The default weekly seasonality assumes that the pattern of weekly seasonality throughout the year is the same , But we expect the weekly seasonal pattern in the peak season 、 It's different from the off-season . We can use conditional seasonality to construct separate weekly seasonality in peak season and off season .
First , We add a Boolean column to the data frame , Indicate whether each date is in the peak season or the off-season :
is_nfl_season <- function(ds) { dates <- as.Date(ds) # Each element is similar to "2016-01-15" month <- as.numeric(format(dates, '%m')) # format(dates, '%m') Returns the month of character type # as.numeric Convert to numbers return(month > 8 | month < 2) } # Declare a function , If in 8 After month , Two months ago , That's it True, It is False
df$on_season <- is_nfl_season(df$ds) df$off_season <- !is_nfl_season(df$ds)
Then we disable the built-in weekly seasonality , And replace it with two weekly Seasonalities that specify these columns as conditions .
This means that seasonality only applies to condition_name As a True Date .
We must also add this column to the future data frame we are predicting .
m <- prophet(weekly.seasonality=FALSE) m <- add_seasonality(m, name='weekly_on_season', period=7, fourier.order=3, condition.name='on_season') m <- add_seasonality(m, name='weekly_off_season', period=7, fourier.order=3, condition.name='off_season') m <- fit.prophet(m, df) future$on_season <- is_nfl_season(future$ds) future$off_season <- !is_nfl_season(future$ds) forecast <- predict(m, future) prophet_plot_components(m, forecast)
Now? , Both seasonality are shown in the component diagram above . We can see , During peak season , There is a sharp increase on Sunday and Monday , In the off-season, there is no .

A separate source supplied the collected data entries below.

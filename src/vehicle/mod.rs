//! Control del vehículo: el dron recibe comandos de alto nivel y responde
//! con un acuse por comando.

mod dry_run;
mod tello;

pub use dry_run::DryRunController;
pub use tello::{TelloConfig, TelloController, TELLO_ADDRESS};

use crate::command_dispatcher::{CommandAction, MoveDirection, RotateDirection};
use std::time::Duration;
use thiserror::Error;

#[derive(Error, Debug)]
pub enum VehicleError {
    #[error("Vehicle not connected")]
    Disconnected,

    #[error("No reply to '{command}' within {timeout:?}")]
    Timeout { command: String, timeout: Duration },

    #[error("Vehicle rejected '{command}': {reply}")]
    Rejected { command: String, reply: String },

    #[error("Unexpected reply to '{command}': {reply}")]
    UnexpectedReply { command: String, reply: String },

    #[error("IO error: {0}")]
    Io(#[from] std::io::Error),
}

impl VehicleError {
    /// Sin enlace con el vehículo no tiene sentido seguir enviando comandos
    pub fn is_connection_loss(&self) -> bool {
        matches!(self, VehicleError::Disconnected | VehicleError::Io(_))
    }
}

/// Operaciones de vuelo que necesita la sesión. Todas pueden fallar.
pub trait VehicleController {
    fn connect(&mut self) -> Result<(), VehicleError>;

    /// Batería en porcentaje
    fn battery(&mut self) -> Result<u8, VehicleError>;

    fn calibrate_imu(&mut self) -> Result<(), VehicleError>;

    fn takeoff(&mut self) -> Result<(), VehicleError>;

    fn land(&mut self) -> Result<(), VehicleError>;

    fn move_by(&mut self, direction: MoveDirection, cm: u32) -> Result<(), VehicleError>;

    fn rotate_by(&mut self, direction: RotateDirection, degrees: u32) -> Result<(), VehicleError>;

    /// Libera el enlace. Se llama una vez al cerrar la sesión.
    fn end(&mut self) -> Result<(), VehicleError>;
}

impl<V: VehicleController + ?Sized> VehicleController for Box<V> {
    fn connect(&mut self) -> Result<(), VehicleError> {
        (**self).connect()
    }

    fn battery(&mut self) -> Result<u8, VehicleError> {
        (**self).battery()
    }

    fn calibrate_imu(&mut self) -> Result<(), VehicleError> {
        (**self).calibrate_imu()
    }

    fn takeoff(&mut self) -> Result<(), VehicleError> {
        (**self).takeoff()
    }

    fn land(&mut self) -> Result<(), VehicleError> {
        (**self).land()
    }

    fn move_by(&mut self, direction: MoveDirection, cm: u32) -> Result<(), VehicleError> {
        (**self).move_by(direction, cm)
    }

    fn rotate_by(&mut self, direction: RotateDirection, degrees: u32) -> Result<(), VehicleError> {
        (**self).rotate_by(direction, degrees)
    }

    fn end(&mut self) -> Result<(), VehicleError> {
        (**self).end()
    }
}

/// Ejecuta un descriptor de comando sobre el vehículo
pub fn execute<V>(vehicle: &mut V, action: CommandAction) -> Result<(), VehicleError>
where
    V: VehicleController + ?Sized,
{
    match action {
        CommandAction::Move { direction, cm } => vehicle.move_by(direction, cm),
        CommandAction::Rotate { direction, degrees } => vehicle.rotate_by(direction, degrees),
        CommandAction::Land => vehicle.land(),
    }
}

5.5 Specify seasonal scale
Like holidays , Seasonality also has a scale seasonality_prior_scale
m <- add_seasonality(
m,
name='weekly',
period=7,
fourier.order=3,
prior.scale=0.1)
6 Multiplicative seasonality
By default ,Prophet Fitting addition seasonality , This means adding seasonal influences to the trend to get predictions
Let's look at a situation , As shown in the figure below , This time series has an obvious annual cycle , But the predicted seasonality is too large at the beginning and too small at the end of the time series . In this time series , Seasonality is not Prophet Assumed constant addition factor , It grows with the trend . This is seasonal multiplication .
Prophet You can set seasonality_mode='multiplicative' To fit the seasonality of multiplication :
m <- prophet(df, seasonality.mode = 'multiplicative')
Use seasonality_mode='multiplicative', The holiday effect will also be modeled as multiplication .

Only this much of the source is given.